What is required - Copy out all lines of the material below in which "static" occurs.

Working data -
::::
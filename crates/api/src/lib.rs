//! Shelf API server library.
//!
//! Exposes the core building blocks (config, state, error handling, routes)
//! so integration tests and the binary entrypoint can both access them.

pub mod auth;
pub mod config;
pub mod error;
pub mod handlers;
pub mod middleware;
pub mod router;
pub mod routes;
pub mod state;
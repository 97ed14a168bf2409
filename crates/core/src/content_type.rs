//! Content-type registry and strongly typed comment targets.
//!
//! Comments point at their target through a `(content type, object pk)`
//! pair. At the HTTP boundary that pair arrives as loose strings; this module
//! resolves it against the registry loaded from the `content_types` table
//! and turns it into a [`CommentTarget`] over the closed set of commentable
//! [`EntityKind`]s. Everything past the boundary works with the typed form.

use std::fmt;

use serde::Serialize;

use crate::error::CoreError;
use crate::types::DbId;

/// Application namespace that owns every commentable model.
pub const APP_LABEL: &str = "books_movies_api";

// ---------------------------------------------------------------------------
// Entity kinds
// ---------------------------------------------------------------------------

/// The closed set of entity kinds a comment may attach to.
#[derive(Debug, Clone, Copy, PartialEq, Eq, Hash, Serialize)]
#[serde(rename_all = "lowercase")]
pub enum EntityKind {
    Book,
    Movie,
}

impl EntityKind {
    pub const ALL: [EntityKind; 2] = [EntityKind::Book, EntityKind::Movie];

    /// Model name as stored in `content_types.model`.
    pub fn model(self) -> &'static str {
        match self {
            EntityKind::Book => "book",
            EntityKind::Movie => "movie",
        }
    }

    pub fn app_label(self) -> &'static str {
        APP_LABEL
    }

    /// Human-readable entity name used in `NotFound` errors.
    pub fn entity_name(self) -> &'static str {
        match self {
            EntityKind::Book => "Book",
            EntityKind::Movie => "Movie",
        }
    }

    /// Look up a kind by its natural key. Model names are matched
    /// case-insensitively; the app label must match exactly.
    pub fn from_natural_key(app_label: &str, model: &str) -> Option<Self> {
        if app_label != APP_LABEL {
            return None;
        }
        Self::ALL
            .into_iter()
            .find(|kind| kind.model().eq_ignore_ascii_case(model))
    }
}

impl fmt::Display for EntityKind {
    fn fmt(&self, f: &mut fmt::Formatter<'_>) -> fmt::Result {
        write!(f, "{}.{}", self.app_label(), self.model())
    }
}

// ---------------------------------------------------------------------------
// Typed targets
// ---------------------------------------------------------------------------

/// A resolved comment target carrying a typed primary key.
#[derive(Debug, Clone, Copy, PartialEq, Eq, Hash)]
pub enum CommentTarget {
    Book(DbId),
    Movie(DbId),
}

impl CommentTarget {
    /// Parse an object key for the given kind.
    ///
    /// Keys are decimal, positive primary keys; surrounding whitespace is
    /// ignored.
    pub fn parse(kind: EntityKind, object_pk: &str) -> Result<Self, CoreError> {
        let id: DbId = object_pk.trim().parse().map_err(|_| {
            CoreError::InvalidTarget(format!(
                "object_pk '{object_pk}' is not a valid {} id",
                kind.model()
            ))
        })?;
        if id <= 0 {
            return Err(CoreError::InvalidTarget(format!(
                "object_pk must be positive, got {id}"
            )));
        }
        Ok(Self::new(kind, id))
    }

    pub fn new(kind: EntityKind, id: DbId) -> Self {
        match kind {
            EntityKind::Book => CommentTarget::Book(id),
            EntityKind::Movie => CommentTarget::Movie(id),
        }
    }

    pub fn kind(&self) -> EntityKind {
        match self {
            CommentTarget::Book(_) => EntityKind::Book,
            CommentTarget::Movie(_) => EntityKind::Movie,
        }
    }

    pub fn id(&self) -> DbId {
        match *self {
            CommentTarget::Book(id) | CommentTarget::Movie(id) => id,
        }
    }

    /// The canonical string form stored in `comments.object_pk`.
    pub fn object_pk(&self) -> String {
        self.id().to_string()
    }
}

// ---------------------------------------------------------------------------
// Registry
// ---------------------------------------------------------------------------

/// A registered content type: the row id plus the kind it stands for.
#[derive(Debug, Clone, Copy, PartialEq, Eq, Serialize)]
pub struct ContentType {
    pub id: DbId,
    pub kind: EntityKind,
}

impl ContentType {
    /// `"app_label.model"` form used in comment payloads.
    pub fn label(&self) -> String {
        self.kind.to_string()
    }
}

/// Read-only lookup from natural keys and ids to registered content types.
///
/// Built once from the `content_types` table at startup. Rows whose model is
/// not a commentable [`EntityKind`] are skipped, so they stay unresolvable.
#[derive(Debug, Clone, Default)]
pub struct ContentTypeRegistry {
    entries: Vec<ContentType>,
}

impl ContentTypeRegistry {
    /// Build a registry from `(id, app_label, model)` rows.
    pub fn from_rows<I, S>(rows: I) -> Self
    where
        I: IntoIterator<Item = (DbId, S, S)>,
        S: AsRef<str>,
    {
        let mut entries: Vec<ContentType> = Vec::new();
        for (id, app_label, model) in rows {
            let Some(kind) = EntityKind::from_natural_key(app_label.as_ref(), model.as_ref())
            else {
                continue;
            };
            if entries.iter().any(|e| e.kind == kind) {
                continue;
            }
            entries.push(ContentType { id, kind });
        }
        Self { entries }
    }

    pub fn len(&self) -> usize {
        self.entries.len()
    }

    pub fn is_empty(&self) -> bool {
        self.entries.is_empty()
    }

    pub fn resolve(&self, app_label: &str, model: &str) -> Option<ContentType> {
        let kind = EntityKind::from_natural_key(app_label, model)?;
        self.for_kind(kind)
    }

    /// Resolve an `"app_label.model"` label.
    pub fn resolve_label(&self, label: &str) -> Option<ContentType> {
        let (app_label, model) = label.trim().split_once('.')?;
        self.resolve(app_label, model)
    }

    pub fn for_kind(&self, kind: EntityKind) -> Option<ContentType> {
        self.entries.iter().copied().find(|e| e.kind == kind)
    }

    pub fn by_id(&self, id: DbId) -> Option<ContentType> {
        self.entries.iter().copied().find(|e| e.id == id)
    }

    /// Resolve a `"app_label.model"` label plus object key into a typed target.
    pub fn resolve_target(
        &self,
        label: &str,
        object_pk: &str,
    ) -> Result<(ContentType, CommentTarget), CoreError> {
        let content_type = self.resolve_label(label).ok_or_else(|| {
            CoreError::InvalidTarget(format!(
                "Invalid content_type value: '{label}' is not a registered model"
            ))
        })?;
        let target = CommentTarget::parse(content_type.kind, object_pk)?;
        Ok((content_type, target))
    }
}
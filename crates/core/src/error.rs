use crate::types::DbId;

#[derive(Debug, thiserror::Error)]
pub enum CoreError {
    #[error("Entity not found: {entity} with id {id}")]
    NotFound { entity: &'static str, id: DbId },

    #[error("Validation failed: {0}")]
    Validation(String),

    /// The comment target does not resolve to a registered entity.
    #[error("Invalid target: {0}")]
    InvalidTarget(String),

    /// An anonymous submitter did not supply a display name and email.
    #[error("Missing identity: {0}")]
    MissingIdentity(String),

    #[error("Permission denied: {0}")]
    PermissionDenied(String),

    #[error("Unauthorized: {0}")]
    Unauthorized(String),

    #[error("Internal error: {0}")]
    Internal(String),
}
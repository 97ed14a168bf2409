//! Content-type registry rows.

use serde::Serialize;
use shelf_core::types::DbId;
use sqlx::FromRow;

/// A row from the `content_types` table.
#[derive(Debug, Clone, FromRow, Serialize)]
pub struct ContentTypeRow {
    pub id: DbId,
    pub app_label: String,
    pub model: String,
}
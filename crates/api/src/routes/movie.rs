//! Route definitions for the `/movies` resource.

use axum::routing::get;
use axum::Router;

use crate::handlers::movie;
use crate::state::AppState;

/// Movie routes, relative to `/api`.
///
/// ```text
/// GET    /movies/              -> list
/// POST   /movies/              -> create
/// GET    /movies/{id}/         -> get_by_id
/// PUT    /movies/{id}/         -> replace
/// PATCH  /movies/{id}/         -> update
/// DELETE /movies/{id}/         -> delete
/// GET    /movies/{id}/books/   -> list_books
/// ```
pub fn router() -> Router<AppState> {
    let collection = get(movie::list).post(movie::create);
    let item = get(movie::get_by_id)
        .put(movie::replace)
        .patch(movie::update)
        .delete(movie::delete);
    let books = get(movie::list_books);

    Router::new()
        .route("/movies", collection.clone())
        .route("/movies/", collection)
        .route("/movies/{id}", item.clone())
        .route("/movies/{id}/", item)
        .route("/movies/{id}/books", books.clone())
        .route("/movies/{id}/books/", books)
}
use axum::http::StatusCode;
use axum::response::{IntoResponse, Response};
use serde_json::json;
use shelf_core::error::CoreError;

/// Application-level error type for HTTP handlers.
///
/// Wraps [`CoreError`] for domain errors and adds HTTP-specific variants.
/// Implements [`IntoResponse`] to produce consistent JSON error responses.
#[derive(Debug, thiserror::Error)]
pub enum AppError {
    /// A domain-level error from `shelf_core`.
    #[error(transparent)]
    Core(#[from] CoreError),

    /// A database error from sqlx.
    #[error("Database error: {0}")]
    Database(#[from] sqlx::Error),

    /// A bad request with a human-readable message.
    #[error("Bad request: {0}")]
    BadRequest(String),

    /// An internal error with a human-readable message.
    #[error("Internal error: {0}")]
    InternalError(String),
}

/// Convenience type alias for handler return values.
pub type AppResult<T> = Result<T, AppError>;

impl IntoResponse for AppError {
    fn into_response(self) -> Response {
        let (status, code, message) = match &self {
            // --- CoreError variants ---
            AppError::Core(core) => match core {
                CoreError::NotFound { entity, id } => (
                    StatusCode::NOT_FOUND,
                    "NOT_FOUND",
                    format!("{entity} with id {id} not found"),
                ),
                CoreError::Validation(msg) => {
                    (StatusCode::BAD_REQUEST, "VALIDATION_ERROR", msg.clone())
                }
                CoreError::InvalidTarget(msg) => {
                    (StatusCode::BAD_REQUEST, "INVALID_TARGET", msg.clone())
                }
                CoreError::MissingIdentity(msg) => {
                    (StatusCode::BAD_REQUEST, "MISSING_IDENTITY", msg.clone())
                }
                CoreError::PermissionDenied(msg) => {
                    (StatusCode::FORBIDDEN, "PERMISSION_DENIED", msg.clone())
                }
                CoreError::Unauthorized(msg) => {
                    (StatusCode::UNAUTHORIZED, "UNAUTHORIZED", msg.clone())
                }
                CoreError::Internal(msg) => {
                    tracing::error!(error = %msg, "Internal core error");
                    (
                        StatusCode::INTERNAL_SERVER_ERROR,
                        "INTERNAL_ERROR",
                        "An internal error occurred".to_string(),
                    )
                }
            },

            // --- Database errors ---
            AppError::Database(err) => classify_sqlx_error(err),

            // --- HTTP-specific errors ---
            AppError::BadRequest(msg) => (StatusCode::BAD_REQUEST, "BAD_REQUEST", msg.clone()),
            AppError::InternalError(msg) => {
                tracing::error!(error = %msg, "Internal error");
                (
                    StatusCode::INTERNAL_SERVER_ERROR,
                    "INTERNAL_ERROR",
                    "An internal error occurred".to_string(),
                )
            }
        };

        let body = json!({
            "error": message,
            "code": code,
        });

        (status, axum::Json(body)).into_response()
    }
}

/// Classify a sqlx error into an HTTP status, error code, and message.
///
/// - `RowNotFound` maps to 404.
/// - Unique constraint violations (constraint name starting with `uq_`) map to 409.
/// - Foreign-key violations map to 400 (e.g. a book pointing at a missing movie).
/// - Everything else maps to 500 with a sanitized message.
fn classify_sqlx_error(err: &sqlx::Error) -> (StatusCode, &'static str, String) {
    match err {
        sqlx::Error::RowNotFound => (
            StatusCode::NOT_FOUND,
            "NOT_FOUND",
            "Resource not found".to_string(),
        ),
        sqlx::Error::Database(db_err) => {
            match db_err.code().as_deref() {
                // PostgreSQL unique constraint violation
                Some("23505") => {
                    let constraint = db_err.constraint().unwrap_or("unknown");
                    if constraint.starts_with("uq_") {
                        return (
                            StatusCode::CONFLICT,
                            "CONFLICT",
                            format!("Duplicate value violates unique constraint: {constraint}"),
                        );
                    }
                }
                // PostgreSQL foreign key violation
                Some("23503") => {
                    let constraint = db_err.constraint().unwrap_or("unknown");
                    return (
                        StatusCode::BAD_REQUEST,
                        "VALIDATION_ERROR",
                        format!("Referenced row does not exist: {constraint}"),
                    );
                }
                _ => {}
            }
            tracing::error!(error = %db_err, "Database error");
            (
                StatusCode::INTERNAL_SERVER_ERROR,
                "INTERNAL_ERROR",
                "An internal error occurred".to_string(),
            )
        }
        other => {
            tracing::error!(error = %other, "Database error");
            (
                StatusCode::INTERNAL_SERVER_ERROR,
                "INTERNAL_ERROR",
                "An internal error occurred".to_string(),
            )
        }
    }
}
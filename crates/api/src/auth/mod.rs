//! Access-token verification.
//!
//! Tokens are issued by the identity provider; this service only checks
//! their signature and expiry and reads the caller identity from the claims.

pub mod jwt;
//! Repository layer.
//!
//! Each repository is a zero-sized struct providing async CRUD methods
//! that accept `&PgPool` as the first argument.

pub mod book_repo;
pub mod comment_repo;
pub mod content_type_repo;
pub mod movie_repo;

pub use book_repo::BookRepo;
pub use comment_repo::CommentRepo;
pub use content_type_repo::ContentTypeRepo;
pub use movie_repo::MovieRepo;
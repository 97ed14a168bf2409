//! Moderation gate: comment visibility and removal permission.
//!
//! Both checks are pure functions evaluated at request time. There is no
//! background sweep; an edit window simply stops matching once it elapses.

use crate::comments::CommentConfig;
use crate::error::CoreError;
use crate::types::{DbId, Timestamp};

/// The caller attempting a moderation action.
#[derive(Debug, Clone, Copy, PartialEq, Eq)]
pub struct Actor {
    /// `None` for anonymous callers.
    pub user_id: Option<DbId>,
    /// Elevated (staff) privilege.
    pub is_staff: bool,
}

impl Actor {
    pub fn anonymous() -> Self {
        Self {
            user_id: None,
            is_staff: false,
        }
    }

    pub fn user(user_id: DbId) -> Self {
        Self {
            user_id: Some(user_id),
            is_staff: false,
        }
    }

    pub fn staff(user_id: DbId) -> Self {
        Self {
            user_id: Some(user_id),
            is_staff: true,
        }
    }
}

/// Outcome of a removal check.
#[derive(Debug, Clone, Copy, PartialEq, Eq)]
pub enum RemovalDecision {
    AllowedAsStaff,
    AllowedAsOwner,
    DeniedNotOwner,
    DeniedWindowElapsed,
}

impl RemovalDecision {
    pub fn is_allowed(self) -> bool {
        matches!(
            self,
            RemovalDecision::AllowedAsStaff | RemovalDecision::AllowedAsOwner
        )
    }
}

/// Decide whether `actor` may remove a comment owned by `owner_id` and
/// submitted at `submitted_at`.
///
/// Staff may always remove. Otherwise the actor must be the registered
/// submitter and `now - submitted_at` must be strictly below the edit
/// window. Anonymous comments have no owner.
pub fn removal_decision(
    actor: &Actor,
    owner_id: Option<DbId>,
    submitted_at: Timestamp,
    now: Timestamp,
    config: &CommentConfig,
) -> RemovalDecision {
    if actor.is_staff {
        return RemovalDecision::AllowedAsStaff;
    }
    let is_owner = matches!((actor.user_id, owner_id), (Some(a), Some(o)) if a == o);
    if !is_owner {
        return RemovalDecision::DeniedNotOwner;
    }
    if now - submitted_at < config.edit_window() {
        RemovalDecision::AllowedAsOwner
    } else {
        RemovalDecision::DeniedWindowElapsed
    }
}

/// [`removal_decision`] as a `Result`, mapping denials to
/// [`CoreError::PermissionDenied`].
pub fn authorize_removal(
    actor: &Actor,
    owner_id: Option<DbId>,
    submitted_at: Timestamp,
    now: Timestamp,
    config: &CommentConfig,
) -> Result<RemovalDecision, CoreError> {
    let decision = removal_decision(actor, owner_id, submitted_at, now, config);
    match decision {
        RemovalDecision::DeniedNotOwner => Err(CoreError::PermissionDenied(
            "Only staff or the comment author can remove this comment".into(),
        )),
        RemovalDecision::DeniedWindowElapsed => Err(CoreError::PermissionDenied(format!(
            "Comments can only be removed by their author within {} seconds of posting",
            config.edit_window_secs
        ))),
        allowed => Ok(allowed),
    }
}

/// A comment is listed only while it is public and not removed.
pub fn is_visible(is_public: bool, is_removed: bool) -> bool {
    is_public && !is_removed
}
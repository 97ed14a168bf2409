//! Authentication extractors.
//!
//! - [`auth::AuthUser`] -- Requires a valid JWT Bearer token.
//! - [`auth::OptionalAuthUser`] -- Accepts anonymous requests but rejects bad tokens.

pub mod auth;
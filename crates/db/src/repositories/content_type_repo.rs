//! Repository for the `content_types` table.

use shelf_core::content_type::ContentTypeRegistry;
use sqlx::PgPool;

use crate::models::content_type::ContentTypeRow;

/// Read-only access to the content-type registry.
pub struct ContentTypeRepo;

impl ContentTypeRepo {
    /// List every registered content type.
    pub async fn list(pool: &PgPool) -> Result<Vec<ContentTypeRow>, sqlx::Error> {
        sqlx::query_as::<_, ContentTypeRow>(
            "SELECT id, app_label, model FROM content_types ORDER BY id",
        )
        .fetch_all(pool)
        .await
    }

    /// Load the registry used to resolve comment targets.
    ///
    /// Rows for models that cannot carry comments are dropped by
    /// [`ContentTypeRegistry::from_rows`].
    pub async fn load_registry(pool: &PgPool) -> Result<ContentTypeRegistry, sqlx::Error> {
        let rows = Self::list(pool).await?;
        let registry =
            ContentTypeRegistry::from_rows(rows.into_iter().map(|r| (r.id, r.app_label, r.model)));
        tracing::debug!(count = registry.len(), "Content type registry loaded");
        Ok(registry)
    }
}
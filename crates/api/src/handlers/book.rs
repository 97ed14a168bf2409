//! Handlers for the `/books` resource.

use axum::extract::{Path, State};
use axum::http::StatusCode;
use axum::Json;
use shelf_core::entities::{validate_category, validate_title};
use shelf_core::error::CoreError;
use shelf_core::types::DbId;
use shelf_db::models::book::{Book, CreateBook, UpdateBook};
use shelf_db::repositories::BookRepo;

use crate::error::{AppError, AppResult};
use crate::state::AppState;

fn not_found(id: DbId) -> AppError {
    AppError::Core(CoreError::NotFound { entity: "Book", id })
}

fn validate_create(input: &CreateBook) -> Result<(), CoreError> {
    validate_title(&input.title)?;
    validate_category(&input.category)
}

fn validate_update(input: &UpdateBook) -> Result<(), CoreError> {
    if let Some(title) = &input.title {
        validate_title(title)?;
    }
    if let Some(category) = &input.category {
        validate_category(category)?;
    }
    Ok(())
}

/// POST /api/books/
pub async fn create(
    State(state): State<AppState>,
    Json(input): Json<CreateBook>,
) -> AppResult<(StatusCode, Json<Book>)> {
    validate_create(&input)?;
    let book = BookRepo::create(&state.pool, &input).await?;
    tracing::info!(book_id = book.id, movie_id = ?book.movie_id, "Book created");
    Ok((StatusCode::CREATED, Json(book)))
}

/// GET /api/books/
pub async fn list(State(state): State<AppState>) -> AppResult<Json<Vec<Book>>> {
    let books = BookRepo::list(&state.pool).await?;
    Ok(Json(books))
}

/// GET /api/books/{id}/
pub async fn get_by_id(
    State(state): State<AppState>,
    Path(id): Path<DbId>,
) -> AppResult<Json<Book>> {
    let book = BookRepo::find_by_id(&state.pool, id)
        .await?
        .ok_or_else(|| not_found(id))?;
    Ok(Json(book))
}

/// PUT /api/books/{id}/
pub async fn replace(
    State(state): State<AppState>,
    Path(id): Path<DbId>,
    Json(input): Json<CreateBook>,
) -> AppResult<Json<Book>> {
    validate_create(&input)?;
    let book = BookRepo::replace(&state.pool, id, &input)
        .await?
        .ok_or_else(|| not_found(id))?;
    Ok(Json(book))
}

/// PATCH /api/books/{id}/
pub async fn update(
    State(state): State<AppState>,
    Path(id): Path<DbId>,
    Json(input): Json<UpdateBook>,
) -> AppResult<Json<Book>> {
    validate_update(&input)?;
    let book = BookRepo::update(&state.pool, id, &input)
        .await?
        .ok_or_else(|| not_found(id))?;
    Ok(Json(book))
}

/// DELETE /api/books/{id}/
pub async fn delete(State(state): State<AppState>, Path(id): Path<DbId>) -> AppResult<StatusCode> {
    if BookRepo::delete(&state.pool, id).await? {
        tracing::info!(book_id = id, "Book deleted");
        Ok(StatusCode::NO_CONTENT)
    } else {
        Err(not_found(id))
    }
}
::::
Solution to this problem -
    pub fn model(self) -> &'static str {
    pub fn app_label(self) -> &'static str {
    pub fn entity_name(self) -> &'static str {
    NotFound { entity: &'static str, id: DbId },
fn classify_sqlx_error(err: &sqlx::Error) -> (StatusCode, &'static str, String) {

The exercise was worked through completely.